"Paras para descansar un momento y llegan personas para darte agua y comida... cuando los miras a los ojos, ves que también te quieren dar el alma"
Es terrible, escuché decir a mi madre. Y aunque sé que el tiempo y la distancia pueden ayudar a cerrar las heridas, estoy convencida que nunca realmente sanan. Y a veces, algo sacude esos tiempos y esas distancias y la herida se vuelve a abrir.
Esta herida se reabrió un poco cuando las noticias comenzaron a llegar. Los recuerdos golpearon justo en el pecho.

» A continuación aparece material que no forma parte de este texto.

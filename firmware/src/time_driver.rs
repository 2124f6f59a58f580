//! Simple embassy time driver for STM32L476, clocked by a 1 ms SysTick

use embassy_time_driver::{AlarmHandle, Driver};
use portable_atomic::{AtomicU32, Ordering};

/// Simple time driver using system tick counter
pub struct SimpleTimeDriver {
    tick_count: AtomicU32,
}

impl SimpleTimeDriver {
    const fn new() -> Self {
        Self {
            tick_count: AtomicU32::new(0),
        }
    }

    /// Increment tick count (called from SysTick)
    pub fn tick(&self) {
        self.tick_count.fetch_add(1, Ordering::Relaxed);
    }
}

impl Driver for SimpleTimeDriver {
    fn now(&self) -> u64 {
        self.tick_count.load(Ordering::Relaxed) as u64
    }

    // The keypad firmware only reads `Instant::now()` for the heartbeat;
    // there is no executor and no `Timer`, so no alarm is ever requested.
    unsafe fn allocate_alarm(&self) -> Option<AlarmHandle> {
        None
    }

    // Unreachable without an allocated alarm
    fn set_alarm_callback(&self, _alarm: AlarmHandle, _callback: fn(*mut ()), _ctx: *mut ()) {}

    // Reporting "already due" makes any caller poll `now()` itself
    fn set_alarm(&self, _alarm: AlarmHandle, _timestamp: u64) -> bool {
        false
    }
}

embassy_time_driver::time_driver_impl!(static DRIVER: SimpleTimeDriver = SimpleTimeDriver::new());

/// Advance embassy time by one tick
pub fn on_tick() {
    DRIVER.tick();
}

Afortunadamente todos los míos están bien, pero mucha gente murió, muchos edificios se desplomaron, muchas rostros deformados por la angustia y el dolor. Puedo imaginar de nuevo las noches eternas, noches en las que duele hasta respirar.

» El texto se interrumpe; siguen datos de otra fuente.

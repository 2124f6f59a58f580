//! Core data types for the matrix keypad

use crate::hal::Duration;

/// Consecutive sensing ticks required to confirm a press in poll mode
pub const DEBOUNCE_TICKS: u16 = 20;

/// Poll scan period
pub const SCAN_PERIOD_MS: u64 = 1;

/// Settle delay applied inside the column interrupt handler
pub const IRQ_SETTLE_MS: u64 = 5;

/// Key queue slots for the 4x4 reference matrix
pub const KEYPAD_QUEUE_SLOTS: usize = 16;

/// Symbol value reserved for "no key"
pub const NO_KEY: u8 = 0;

/// Highest EXTI line / pin number on a port
pub const MAX_PIN: u8 = 15;

/// Settle delay as a [`Duration`]
pub fn irq_settle() -> Duration {
    Duration::from_millis(IRQ_SETTLE_MS)
}

/// GPIO port letter
#[derive(Copy, Clone, PartialEq, Eq, Debug)]
#[cfg_attr(feature = "std", derive(Hash))]
#[cfg_attr(feature = "defmt", derive(defmt::Format))]
pub enum Port {
    A,
    B,
    C,
    D,
    E,
    F,
    G,
    H,
}

impl Port {
    /// Zero-based port index (A = 0), used for register strides and the
    /// EXTI line multiplexer
    pub const fn index(&self) -> u8 {
        match self {
            Port::A => 0,
            Port::B => 1,
            Port::C => 2,
            Port::D => 3,
            Port::E => 4,
            Port::F => 5,
            Port::G => 6,
            Port::H => 7,
        }
    }
}

/// A physical pin: port plus pin number. The pin number is also the
/// pin's EXTI line.
#[derive(Copy, Clone, PartialEq, Eq, Debug)]
#[cfg_attr(feature = "std", derive(Hash))]
#[cfg_attr(feature = "defmt", derive(defmt::Format))]
pub struct PinId {
    pub port: Port,
    pub pin: u8,
}

impl PinId {
    pub const fn new(port: Port, pin: u8) -> Self {
        Self { port, pin }
    }

    /// EXTI line this pin is routed to
    pub const fn exti_line(&self) -> u8 {
        self.pin
    }

    /// Single-bit mask of the pin within its port, 0 when out of range
    pub const fn mask(&self) -> u16 {
        if self.pin > MAX_PIN {
            0
        } else {
            1 << self.pin
        }
    }
}

/// Logic level of a pin
#[derive(Copy, Clone, PartialEq, Eq, Debug)]
#[cfg_attr(feature = "defmt", derive(defmt::Format))]
pub enum Level {
    Low,
    High,
}

impl Level {
    pub const fn is_low(&self) -> bool {
        matches!(self, Level::Low)
    }
}

#[derive(Copy, Clone, PartialEq, Eq, Debug)]
#[cfg_attr(feature = "defmt", derive(defmt::Format))]
pub enum Direction {
    Input,
    Output,
}

#[derive(Copy, Clone, PartialEq, Eq, Debug)]
#[cfg_attr(feature = "defmt", derive(defmt::Format))]
pub enum Pull {
    None,
    Up,
    Down,
}

/// Edge selection for an external interrupt line
#[derive(Copy, Clone, PartialEq, Eq, Debug)]
#[cfg_attr(feature = "defmt", derive(defmt::Format))]
pub enum Edge {
    Rising,
    Falling,
    Both,
}

impl Edge {
    pub const fn falling(&self) -> bool {
        matches!(self, Edge::Falling | Edge::Both)
    }

    pub const fn rising(&self) -> bool {
        matches!(self, Edge::Rising | Edge::Both)
    }
}

/// One decoded key symbol, taken verbatim from the keymap
#[derive(Copy, Clone, PartialEq, Eq, Debug)]
#[cfg_attr(feature = "std", derive(Hash))]
#[cfg_attr(feature = "defmt", derive(defmt::Format))]
pub struct KeyEvent(pub u8);

impl KeyEvent {
    pub const fn symbol(&self) -> u8 {
        self.0
    }

    /// Symbol as a `char` for display
    pub const fn as_char(&self) -> char {
        self.0 as char
    }
}

/// Detection strategy; exactly one is active per deployment
#[derive(Copy, Clone, PartialEq, Eq, Debug)]
#[cfg_attr(feature = "defmt", derive(defmt::Format))]
pub enum ScanMode {
    Poll,
    Interrupt,
}

/// Poll-driven debounce phase
#[derive(Copy, Clone, PartialEq, Eq, Debug)]
#[cfg_attr(feature = "defmt", derive(defmt::Format))]
pub enum ScanPhase {
    /// No key, waiting for one to appear
    Idle,
    /// A key is sensed, counting consecutive ticks
    Debounce,
    /// Press confirmed and queued, waiting for full release
    Pressed,
}

/// Poll-driven scan state
#[derive(Copy, Clone, PartialEq, Eq, Debug)]
#[cfg_attr(feature = "defmt", derive(defmt::Format))]
pub struct ScanState {
    pub phase: ScanPhase,
    /// Consecutive sensing ticks in DEBOUNCE; 0 in the other phases
    pub debounce_ticks: u16,
}

impl ScanState {
    pub const fn new() -> Self {
        Self {
            phase: ScanPhase::Idle,
            debounce_ticks: 0,
        }
    }
}

impl Default for ScanState {
    fn default() -> Self {
        Self::new()
    }
}

/// Rejected matrix configuration
#[derive(Copy, Clone, PartialEq, Eq, Debug)]
#[cfg_attr(feature = "defmt", derive(defmt::Format))]
pub enum ConfigError {
    /// Zero rows or zero columns
    EmptyMatrix,
    /// Pin number above 15
    PinOutOfRange(PinId),
    /// The same pin appears twice among rows and columns
    DuplicatePin(PinId),
    /// Two interrupt columns map to the same EXTI line
    SharedExtiLine(u8),
    /// Keymap entry equal to the "no key" value
    NulSymbol { row: usize, col: usize },
}

#[cfg(feature = "std")]
impl core::fmt::Display for ConfigError {
    fn fmt(&self, f: &mut core::fmt::Formatter<'_>) -> core::fmt::Result {
        match self {
            ConfigError::EmptyMatrix => write!(f, "Matrix has no rows or no columns"),
            ConfigError::PinOutOfRange(pin) => {
                write!(f, "Pin P{:?}{} is out of range", pin.port, pin.pin)
            }
            ConfigError::DuplicatePin(pin) => {
                write!(f, "Pin P{:?}{} is used more than once", pin.port, pin.pin)
            }
            ConfigError::SharedExtiLine(line) => {
                write!(f, "Two columns share EXTI line {}", line)
            }
            ConfigError::NulSymbol { row, col } => {
                write!(f, "Keymap entry ({}, {}) is the no-key value", row, col)
            }
        }
    }
}

#[cfg(feature = "std")]
impl std::error::Error for ConfigError {}

/// Matrix wiring and symbol table
#[derive(Copy, Clone, PartialEq, Eq, Debug)]
pub struct KeyMatrixConfig<const R: usize, const C: usize> {
    /// Row pins, driven as outputs
    pub rows: [PinId; R],
    /// Column pins, sampled as pulled-up inputs
    pub cols: [PinId; C],
    /// Symbol for each (row, column) intersection
    pub keymap: [[u8; C]; R],
}

impl<const R: usize, const C: usize> KeyMatrixConfig<R, C> {
    pub const fn new(rows: [PinId; R], cols: [PinId; C], keymap: [[u8; C]; R]) -> Self {
        Self { rows, cols, keymap }
    }

    pub const fn num_rows(&self) -> usize {
        R
    }

    pub const fn num_cols(&self) -> usize {
        C
    }

    /// Symbol at a matrix intersection, if in range
    pub fn symbol(&self, row: usize, col: usize) -> Option<u8> {
        self.keymap.get(row).and_then(|r| r.get(col)).copied()
    }

    /// Check the layout for use in the given mode
    pub fn validate(&self, mode: ScanMode) -> Result<(), ConfigError> {
        if R == 0 || C == 0 {
            return Err(ConfigError::EmptyMatrix);
        }

        let pins = self.rows.iter().chain(self.cols.iter());
        for (i, pin) in pins.clone().enumerate() {
            if pin.pin > MAX_PIN {
                return Err(ConfigError::PinOutOfRange(*pin));
            }
            if pins.clone().skip(i + 1).any(|other| other == pin) {
                return Err(ConfigError::DuplicatePin(*pin));
            }
        }

        // One port per EXTI line: two columns on the same line number
        // cannot both raise interrupts.
        if mode == ScanMode::Interrupt {
            for (i, col) in self.cols.iter().enumerate() {
                if self.cols[i + 1..]
                    .iter()
                    .any(|other| other.exti_line() == col.exti_line())
                {
                    return Err(ConfigError::SharedExtiLine(col.exti_line()));
                }
            }
        }

        for (row, symbols) in self.keymap.iter().enumerate() {
            if let Some(col) = symbols.iter().position(|s| *s == NO_KEY) {
                return Err(ConfigError::NulSymbol { row, col });
            }
        }

        Ok(())
    }
}

/// Symbol table of the reference 4x4 telephone-style pad
pub const REFERENCE_KEYMAP: [[u8; 4]; 4] = [
    *b"123A",
    *b"456B",
    *b"789C",
    *b"*0#D",
];

/// Reference board wiring: rows PA10 PB3 PB5 PB4, columns PB10 PA8 PA9 PC7
pub const REFERENCE_MATRIX: KeyMatrixConfig<4, 4> = KeyMatrixConfig::new(
    [
        PinId::new(Port::A, 10),
        PinId::new(Port::B, 3),
        PinId::new(Port::B, 5),
        PinId::new(Port::B, 4),
    ],
    [
        PinId::new(Port::B, 10),
        PinId::new(Port::A, 8),
        PinId::new(Port::A, 9),
        PinId::new(Port::C, 7),
    ],
    REFERENCE_KEYMAP,
);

No tengo suficiente fe como para entender que dos sismos tan destructivos hayan ocurrido en el mismo día, con 32 años de diferencia. Quizá de a poco a esta terrible coincidencia le inventemos alguna mitología al respecto, pero por el momento solo sé que mi país convulsiona, que nuestra tierra grita, que nuestro planeta protesta. Sismos, huracanes, incendios, tragedias. Y yo a pesar de estar en tierra firme, siento que no tengo de donde asirme.

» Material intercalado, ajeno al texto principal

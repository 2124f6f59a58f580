//! STM32L476 specific hardware implementations
//!
//! Register-level GPIO, EXTI and USART2 access for the keypad firmware.
//! The board runs from HSI16 with no PLL, so every bus clock is 16 MHz.

use core::convert::Infallible;

use embedded_hal::digital::{ErrorType, OutputPin, StatefulOutputPin};
use keypad_core::hal::{
    Duration, HalError, Instant, InterruptLines, KeypadGpio, KeypadHal, TimeSource,
};
use keypad_core::types::{Direction, Edge, Level, PinId, Pull, MAX_PIN};

// ========================================
// STM32L476 Hardware Definitions
// ========================================

const RCC_BASE: u32 = 0x4002_1000;
const GPIOA_BASE: u32 = 0x4800_0000;
const GPIO_PORT_STRIDE: u32 = 0x400;
const SYSCFG_BASE: u32 = 0x4001_0000;
const EXTI_BASE: u32 = 0x4001_0400;
const USART2_BASE: u32 = 0x4000_4400;

/// RCC register offsets
const RCC_CR: u32 = 0x00;
const RCC_CFGR: u32 = 0x08;
const RCC_AHB2ENR: u32 = 0x4C;
const RCC_APB1ENR1: u32 = 0x58;
const RCC_APB2ENR: u32 = 0x60;

const RCC_CR_HSION: u32 = 1 << 8;
const RCC_CR_HSIRDY: u32 = 1 << 10;
const RCC_CFGR_SW_MASK: u32 = 0b11;
const RCC_CFGR_SW_HSI16: u32 = 0b01;
const RCC_CFGR_SWS_SHIFT: u32 = 2;
const RCC_APB1ENR1_USART2EN: u32 = 1 << 17;
const RCC_APB2ENR_SYSCFGEN: u32 = 1 << 0;

/// GPIO register offsets
const GPIO_MODER: u32 = 0x00;
const GPIO_OTYPER: u32 = 0x04;
const GPIO_PUPDR: u32 = 0x0C;
const GPIO_IDR: u32 = 0x10;
const GPIO_ODR: u32 = 0x14;
const GPIO_BSRR: u32 = 0x18;
const GPIO_AFRL: u32 = 0x20;
const GPIO_BRR: u32 = 0x28;

const MODER_INPUT: u32 = 0b00;
const MODER_OUTPUT: u32 = 0b01;
const MODER_ALTERNATE: u32 = 0b10;

const PUPDR_NONE: u32 = 0b00;
const PUPDR_UP: u32 = 0b01;
const PUPDR_DOWN: u32 = 0b10;

/// SYSCFG external interrupt configuration, four lines per register
const SYSCFG_EXTICR1: u32 = 0x08;

/// EXTI register offsets (lines 0..=31)
const EXTI_IMR1: u32 = 0x00;
const EXTI_RTSR1: u32 = 0x08;
const EXTI_FTSR1: u32 = 0x0C;
const EXTI_PR1: u32 = 0x14;

/// USART register offsets
const USART_CR1: u32 = 0x00;
const USART_BRR: u32 = 0x0C;
const USART_ISR: u32 = 0x1C;
const USART_TDR: u32 = 0x28;

const USART_CR1_UE: u32 = 1 << 0;
const USART_CR1_TE: u32 = 1 << 3;
const USART_ISR_TXE: u32 = 1 << 7;

/// PA2 alternate function for USART2_TX
const USART2_TX_AF: u32 = 7;

#[inline(always)]
fn reg(address: u32) -> *mut u32 {
    address as *mut u32
}

#[inline(always)]
unsafe fn read_reg(address: u32) -> u32 {
    core::ptr::read_volatile(reg(address))
}

#[inline(always)]
unsafe fn write_reg(address: u32, value: u32) {
    core::ptr::write_volatile(reg(address), value)
}

#[inline(always)]
unsafe fn modify_reg(address: u32, clear: u32, set: u32) {
    let current = read_reg(address);
    write_reg(address, (current & !clear) | set);
}

fn port_base(pin: PinId) -> u32 {
    GPIOA_BASE + GPIO_PORT_STRIDE * pin.port.index() as u32
}

fn checked(pin: PinId) -> Result<PinId, HalError> {
    if pin.pin > MAX_PIN {
        Err(HalError::InvalidConfig)
    } else {
        Ok(pin)
    }
}

// ========================================
// Clock setup
// ========================================

/// Switch SYSCLK to HSI16 and enable the SYSCFG clock
pub fn init_clocks() {
    unsafe {
        modify_reg(RCC_BASE + RCC_CR, 0, RCC_CR_HSION);
        while read_reg(RCC_BASE + RCC_CR) & RCC_CR_HSIRDY == 0 {}

        modify_reg(RCC_BASE + RCC_CFGR, RCC_CFGR_SW_MASK, RCC_CFGR_SW_HSI16);
        while (read_reg(RCC_BASE + RCC_CFGR) >> RCC_CFGR_SWS_SHIFT) & RCC_CFGR_SW_MASK
            != RCC_CFGR_SW_HSI16
        {}

        modify_reg(RCC_BASE + RCC_APB2ENR, 0, RCC_APB2ENR_SYSCFGEN);
    }
}

/// Enable the AHB2 clock of `pin`'s GPIO port
fn enable_port_clock(pin: PinId) {
    unsafe {
        modify_reg(RCC_BASE + RCC_AHB2ENR, 0, 1 << pin.port.index());
    }
}

// ========================================
// Keypad board
// ========================================

/// The whole keypad HAL for the STM32L476: GPIO ports, EXTI lines and
/// a cycle-counted delay. Stateless, so any number of handles may exist.
#[derive(Copy, Clone, Debug)]
pub struct Stm32Board {
    sysclk_hz: u32,
}

impl Stm32Board {
    pub const fn new(sysclk_hz: u32) -> Self {
        Self { sysclk_hz }
    }

    fn cycles_per_ms(&self) -> u32 {
        self.sysclk_hz / 1_000
    }
}

impl KeypadGpio for Stm32Board {
    fn configure(&mut self, pin: PinId, direction: Direction, pull: Pull) -> Result<(), HalError> {
        let pin = checked(pin)?;
        enable_port_clock(pin);

        let base = port_base(pin);
        let shift = pin.pin as u32 * 2;
        let mode = match direction {
            Direction::Input => MODER_INPUT,
            Direction::Output => MODER_OUTPUT,
        };
        let pupd = match pull {
            Pull::None => PUPDR_NONE,
            Pull::Up => PUPDR_UP,
            Pull::Down => PUPDR_DOWN,
        };

        unsafe {
            // Push-pull for outputs
            modify_reg(base + GPIO_OTYPER, pin.mask() as u32, 0);
            modify_reg(base + GPIO_PUPDR, 0b11 << shift, pupd << shift);
            modify_reg(base + GPIO_MODER, 0b11 << shift, mode << shift);
        }
        Ok(())
    }

    fn set(&mut self, pin: PinId) -> Result<(), HalError> {
        let pin = checked(pin)?;
        unsafe { write_reg(port_base(pin) + GPIO_BSRR, pin.mask() as u32) };
        Ok(())
    }

    fn reset(&mut self, pin: PinId) -> Result<(), HalError> {
        let pin = checked(pin)?;
        unsafe { write_reg(port_base(pin) + GPIO_BRR, pin.mask() as u32) };
        Ok(())
    }

    fn read(&mut self, pin: PinId) -> Result<Level, HalError> {
        let pin = checked(pin)?;
        let idr = unsafe { read_reg(port_base(pin) + GPIO_IDR) };
        Ok(if idr & pin.mask() as u32 == 0 {
            Level::Low
        } else {
            Level::High
        })
    }

    // Output data register, not the pad, so a loaded pin still toggles
    fn toggle(&mut self, pin: PinId) -> Result<(), HalError> {
        let pin = checked(pin)?;
        let odr = unsafe { read_reg(port_base(pin) + GPIO_ODR) };
        if odr & pin.mask() as u32 == 0 {
            self.set(pin)
        } else {
            self.reset(pin)
        }
    }
}

impl InterruptLines for Stm32Board {
    fn arm(&mut self, pin: PinId, edge: Edge) -> Result<(), HalError> {
        let pin = checked(pin)?;
        let line = pin.exti_line() as u32;
        let bit = 1 << line;
        let exticr = SYSCFG_BASE + SYSCFG_EXTICR1 + 4 * (line / 4);
        let shift = (line % 4) * 4;

        unsafe {
            modify_reg(exticr, 0xF << shift, (pin.port.index() as u32) << shift);
            modify_reg(
                EXTI_BASE + EXTI_FTSR1,
                bit,
                if edge.falling() { bit } else { 0 },
            );
            modify_reg(
                EXTI_BASE + EXTI_RTSR1,
                bit,
                if edge.rising() { bit } else { 0 },
            );
        }
        Ok(())
    }

    fn enable(&mut self, pin: PinId) -> Result<(), HalError> {
        let pin = checked(pin)?;
        unsafe { modify_reg(EXTI_BASE + EXTI_IMR1, 0, 1 << pin.exti_line()) };
        Ok(())
    }

    fn disable(&mut self, pin: PinId) -> Result<(), HalError> {
        let pin = checked(pin)?;
        unsafe { modify_reg(EXTI_BASE + EXTI_IMR1, 1 << pin.exti_line(), 0) };
        Ok(())
    }

    fn is_pending(&mut self, pin: PinId) -> Result<bool, HalError> {
        let pin = checked(pin)?;
        let pr = unsafe { read_reg(EXTI_BASE + EXTI_PR1) };
        Ok(pr & (1 << pin.exti_line()) != 0)
    }

    fn clear_pending(&mut self, pin: PinId) -> Result<(), HalError> {
        let pin = checked(pin)?;
        // Write-one-to-clear; zeros leave other lines latched
        unsafe { write_reg(EXTI_BASE + EXTI_PR1, 1 << pin.exti_line()) };
        Ok(())
    }
}

impl TimeSource for Stm32Board {
    fn now(&self) -> Instant {
        Instant::now()
    }

    // Counts core cycles: the interrupt handler runs with SysTick masked,
    // so a tick-based wait would never finish there.
    fn delay(&mut self, duration: Duration) {
        let cycles = (duration.as_millis() as u32).saturating_mul(self.cycles_per_ms());
        cortex_m::asm::delay(cycles);
    }
}

impl KeypadHal for Stm32Board {
    type Gpio = Self;
    type Lines = Self;
    type Clock = Self;

    fn gpio(&mut self) -> &mut Self {
        self
    }

    fn lines(&mut self) -> &mut Self {
        self
    }

    fn clock(&mut self) -> &mut Self {
        self
    }
}

// ========================================
// Status LED
// ========================================

/// Push-pull LED on a board pin
pub struct LedPin {
    board: Stm32Board,
    pin: PinId,
}

impl LedPin {
    pub fn new(mut board: Stm32Board, pin: PinId) -> Result<Self, HalError> {
        board.configure(pin, Direction::Output, Pull::None)?;
        board.reset(pin)?;
        Ok(Self { board, pin })
    }

    fn is_driven_high(&self) -> bool {
        let odr = unsafe { read_reg(port_base(self.pin) + GPIO_ODR) };
        odr & self.pin.mask() as u32 != 0
    }
}

impl ErrorType for LedPin {
    type Error = Infallible;
}

impl OutputPin for LedPin {
    fn set_low(&mut self) -> Result<(), Self::Error> {
        // Pin was range-checked in `new`
        self.board.reset(self.pin).ok();
        Ok(())
    }

    fn set_high(&mut self) -> Result<(), Self::Error> {
        self.board.set(self.pin).ok();
        Ok(())
    }
}

impl StatefulOutputPin for LedPin {
    fn is_set_high(&mut self) -> Result<bool, Self::Error> {
        Ok(self.is_driven_high())
    }

    fn is_set_low(&mut self) -> Result<bool, Self::Error> {
        Ok(!self.is_driven_high())
    }
}

// ========================================
// Serial console
// ========================================

/// Transmit-only USART2 console on PA2
pub struct Usart2Console {
    _private: (),
}

impl Usart2Console {
    /// Route PA2 to USART2 and enable the transmitter at `baud`
    pub fn new(sysclk_hz: u32, baud: u32) -> Self {
        let tx = pins::UART_TX;
        let shift = tx.pin as u32;
        enable_port_clock(tx);

        unsafe {
            modify_reg(RCC_BASE + RCC_APB1ENR1, 0, RCC_APB1ENR1_USART2EN);

            let base = port_base(tx);
            modify_reg(base + GPIO_AFRL, 0xF << (shift * 4), USART2_TX_AF << (shift * 4));
            modify_reg(base + GPIO_MODER, 0b11 << (shift * 2), MODER_ALTERNATE << (shift * 2));

            write_reg(USART2_BASE + USART_CR1, 0);
            write_reg(USART2_BASE + USART_BRR, sysclk_hz / baud);
            write_reg(USART2_BASE + USART_CR1, USART_CR1_UE | USART_CR1_TE);
        }

        Self { _private: () }
    }

    /// Blocking single-byte transmit
    pub fn write_byte(&mut self, byte: u8) {
        unsafe {
            while read_reg(USART2_BASE + USART_ISR) & USART_ISR_TXE == 0 {}
            write_reg(USART2_BASE + USART_TDR, byte as u32);
        }
    }
}

impl core::fmt::Write for Usart2Console {
    fn write_str(&mut self, s: &str) -> core::fmt::Result {
        s.bytes().for_each(|b| self.write_byte(b));
        Ok(())
    }
}

/// Pin assignments for the reference board
pub mod pins {
    use keypad_core::types::{KeyMatrixConfig, PinId, Port, REFERENCE_MATRIX};

    /// Rows PA10 PB3 PB5 PB4, columns PB10 PA8 PA9 PC7
    pub const KEYPAD: KeyMatrixConfig<4, 4> = REFERENCE_MATRIX;

    /// Blue user button, active low
    pub const USER_BUTTON: PinId = PinId::new(Port::C, 13);

    /// Green user LED
    pub const HEARTBEAT_LED: PinId = PinId::new(Port::A, 5);

    /// ST-LINK virtual COM port
    pub const UART_TX: PinId = PinId::new(Port::A, 2);
}

/// Timing constants
pub mod timing {
    /// HSI16 with no PLL
    pub const SYSCLK_HZ: u32 = 16_000_000;

    /// SysTick rate, matching the embassy tick rate
    pub const SYSTICK_HZ: u32 = 1_000;

    pub const CONSOLE_BAUD: u32 = 115_200;

    pub const HEARTBEAT_MS: u64 = 500;
}

/// Memory configuration
pub mod memory {
    /// Unread key presses kept before the oldest is overwritten
    pub const KEY_QUEUE_SIZE: usize = keypad_core::KEYPAD_QUEUE_SLOTS;
}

Me recuerdo en la habitación que compartía con mis hermanas. Me recuerdo asustada mirando ese cielo oscuro de aquella primera noche, impactada, callada, tratando de entender.
La tarde de este 19 de septiembre, sentí esa misma desazón, ese bullir interno que las palabras no pueden expresar. Aferrada al teléfono en espera de algún mensaje que me dijera que todos estaban bien.
No sé decir cómo se siente estar en la Ciudad de México, solo sus habitantes, tienen esa palabra.
Pero he visto voluntarios que han estado ahí por largas horas, que no han dormido y que practican la solidaridad en todo su significado.
He visto gente sosteniendo hasta el cansancio cables de los extremos... desde el dolor y la angustia. He visto gente escarbar con sus propias manos entre hierro retorcido y concreto. He visto gente desplomarse de tristeza y desesperación. He visto ropa esparcida por las calles, restos de muebles o de alguna habitación. También vi juguetes y la triste certeza de imaginar a un niño sepultado.
Así me siento. Y hablo justamente desde la impotencia de estar en otro lugar que no es la Ciudad de México removiendo escombros o clasificando víveres. De esa furia de animal en encierro.
La distancia no ayuda, el dolor es el mismo. Al contrario la impotencia de no estar es infinita.
Sé de gente que no se rinde, de multitudes que no saben que hacer pero con la enorme voluntad de hacer algo. Sé de hombres que no dudaron en quitarse las camisetas para ponerse a cargar escombros. Meseros y meseras de los restaurantes cercanos corrieron a ayudar. Personas con o sin cubrebocas conseguían botes, cubos, carritos de supermercado cualquier cosa que sirviera para acarrear.
Sé de cables enmarañados y árboles caidos, de una chica que se hincó sobre las ruinas y comenzó a excavar con las manos como por instinto animal. De gente que iba de un lado a otro, enloquecida. A pie, en bicicleta, en moto, en auto. De gente que se llevaba las manos a la boca o a la cabeza. Sirenas, helicópteros, pedazos de fachada o de balcón.
Sé de eso y otras muchas cosas, pero no sirve de nada. México es un lugar en el corazón, no sólo en el mundo. Si tiembla, todos temblamos. Hombres y mujeres haciendo cadenas interminables o donde quiera que estemos, ayudamos a reconstruirlo. Todas las veces y las que hagan falta.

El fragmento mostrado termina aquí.